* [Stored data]

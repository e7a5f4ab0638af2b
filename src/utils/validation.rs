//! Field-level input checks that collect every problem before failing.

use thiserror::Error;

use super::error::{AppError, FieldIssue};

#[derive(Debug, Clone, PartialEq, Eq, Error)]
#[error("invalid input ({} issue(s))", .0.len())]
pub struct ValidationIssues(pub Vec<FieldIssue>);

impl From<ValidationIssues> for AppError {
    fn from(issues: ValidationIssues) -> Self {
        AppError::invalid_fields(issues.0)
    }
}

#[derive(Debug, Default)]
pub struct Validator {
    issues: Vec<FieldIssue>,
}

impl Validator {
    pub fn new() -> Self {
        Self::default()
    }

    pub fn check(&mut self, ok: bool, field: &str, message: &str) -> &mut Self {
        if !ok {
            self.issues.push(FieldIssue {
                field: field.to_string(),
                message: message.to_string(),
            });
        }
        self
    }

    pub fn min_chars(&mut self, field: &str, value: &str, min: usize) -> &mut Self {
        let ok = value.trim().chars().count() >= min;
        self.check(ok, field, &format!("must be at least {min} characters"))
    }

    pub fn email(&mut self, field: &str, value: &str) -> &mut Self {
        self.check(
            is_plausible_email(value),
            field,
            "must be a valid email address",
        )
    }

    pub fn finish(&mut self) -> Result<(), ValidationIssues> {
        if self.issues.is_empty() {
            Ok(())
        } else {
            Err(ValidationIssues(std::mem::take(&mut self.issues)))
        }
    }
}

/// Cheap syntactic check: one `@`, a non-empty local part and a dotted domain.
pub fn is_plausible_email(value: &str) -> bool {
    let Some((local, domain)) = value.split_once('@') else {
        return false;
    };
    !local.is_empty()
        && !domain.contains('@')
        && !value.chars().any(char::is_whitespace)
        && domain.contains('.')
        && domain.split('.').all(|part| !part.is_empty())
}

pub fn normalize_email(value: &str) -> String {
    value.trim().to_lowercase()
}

==

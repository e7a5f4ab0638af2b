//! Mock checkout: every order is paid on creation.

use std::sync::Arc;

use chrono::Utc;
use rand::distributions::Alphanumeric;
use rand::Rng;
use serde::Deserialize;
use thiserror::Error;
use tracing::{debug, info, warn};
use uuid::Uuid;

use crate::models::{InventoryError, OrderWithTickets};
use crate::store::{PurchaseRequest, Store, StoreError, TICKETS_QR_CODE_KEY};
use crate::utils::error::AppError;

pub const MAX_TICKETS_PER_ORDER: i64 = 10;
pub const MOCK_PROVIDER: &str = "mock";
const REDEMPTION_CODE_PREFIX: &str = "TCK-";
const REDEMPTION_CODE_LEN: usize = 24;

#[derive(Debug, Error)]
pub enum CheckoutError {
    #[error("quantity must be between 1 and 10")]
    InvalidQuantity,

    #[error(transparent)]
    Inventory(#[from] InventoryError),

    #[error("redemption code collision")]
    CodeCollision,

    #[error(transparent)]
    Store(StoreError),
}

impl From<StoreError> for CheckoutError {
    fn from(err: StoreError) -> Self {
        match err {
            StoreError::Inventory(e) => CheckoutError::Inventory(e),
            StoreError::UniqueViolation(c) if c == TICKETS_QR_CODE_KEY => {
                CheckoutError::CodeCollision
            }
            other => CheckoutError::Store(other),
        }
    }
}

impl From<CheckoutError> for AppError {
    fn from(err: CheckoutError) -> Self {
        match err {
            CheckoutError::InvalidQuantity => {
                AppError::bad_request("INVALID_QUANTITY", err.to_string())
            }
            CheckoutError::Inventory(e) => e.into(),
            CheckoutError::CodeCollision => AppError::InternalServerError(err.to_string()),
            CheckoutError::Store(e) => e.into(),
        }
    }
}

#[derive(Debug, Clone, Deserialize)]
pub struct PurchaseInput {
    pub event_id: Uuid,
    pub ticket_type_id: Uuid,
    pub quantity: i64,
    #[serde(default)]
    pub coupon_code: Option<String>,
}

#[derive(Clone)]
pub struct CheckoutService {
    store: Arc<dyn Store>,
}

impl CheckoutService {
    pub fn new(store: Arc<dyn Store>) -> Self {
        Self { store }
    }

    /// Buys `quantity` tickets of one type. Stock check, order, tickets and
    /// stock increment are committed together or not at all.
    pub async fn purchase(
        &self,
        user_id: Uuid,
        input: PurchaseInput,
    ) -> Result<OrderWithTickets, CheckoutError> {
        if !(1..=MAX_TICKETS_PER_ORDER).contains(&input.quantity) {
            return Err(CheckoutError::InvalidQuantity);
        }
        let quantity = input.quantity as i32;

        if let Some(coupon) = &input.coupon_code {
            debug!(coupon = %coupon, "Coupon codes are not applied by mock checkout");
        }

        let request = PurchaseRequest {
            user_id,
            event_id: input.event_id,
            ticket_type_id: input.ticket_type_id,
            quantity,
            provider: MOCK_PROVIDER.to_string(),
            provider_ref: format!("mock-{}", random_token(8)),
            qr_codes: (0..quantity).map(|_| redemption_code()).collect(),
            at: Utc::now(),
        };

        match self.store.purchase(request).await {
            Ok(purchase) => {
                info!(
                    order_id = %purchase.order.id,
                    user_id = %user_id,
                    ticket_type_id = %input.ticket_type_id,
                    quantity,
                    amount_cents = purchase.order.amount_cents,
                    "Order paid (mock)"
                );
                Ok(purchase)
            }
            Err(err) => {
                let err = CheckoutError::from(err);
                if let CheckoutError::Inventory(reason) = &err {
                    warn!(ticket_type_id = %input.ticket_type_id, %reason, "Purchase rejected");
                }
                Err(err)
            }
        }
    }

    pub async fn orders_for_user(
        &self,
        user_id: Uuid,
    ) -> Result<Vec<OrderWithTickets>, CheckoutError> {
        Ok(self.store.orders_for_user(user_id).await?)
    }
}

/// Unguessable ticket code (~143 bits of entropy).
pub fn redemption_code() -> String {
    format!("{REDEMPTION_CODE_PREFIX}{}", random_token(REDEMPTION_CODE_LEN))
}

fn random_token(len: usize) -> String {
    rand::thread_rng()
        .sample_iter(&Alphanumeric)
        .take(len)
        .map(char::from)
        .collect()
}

* [What you need to do] Which lines hold the word "every"? Return all of them from the records above.

* [Task solution]
//! Field-level input checks that collect every problem before failing.
//! Mock checkout: every order is paid on creation.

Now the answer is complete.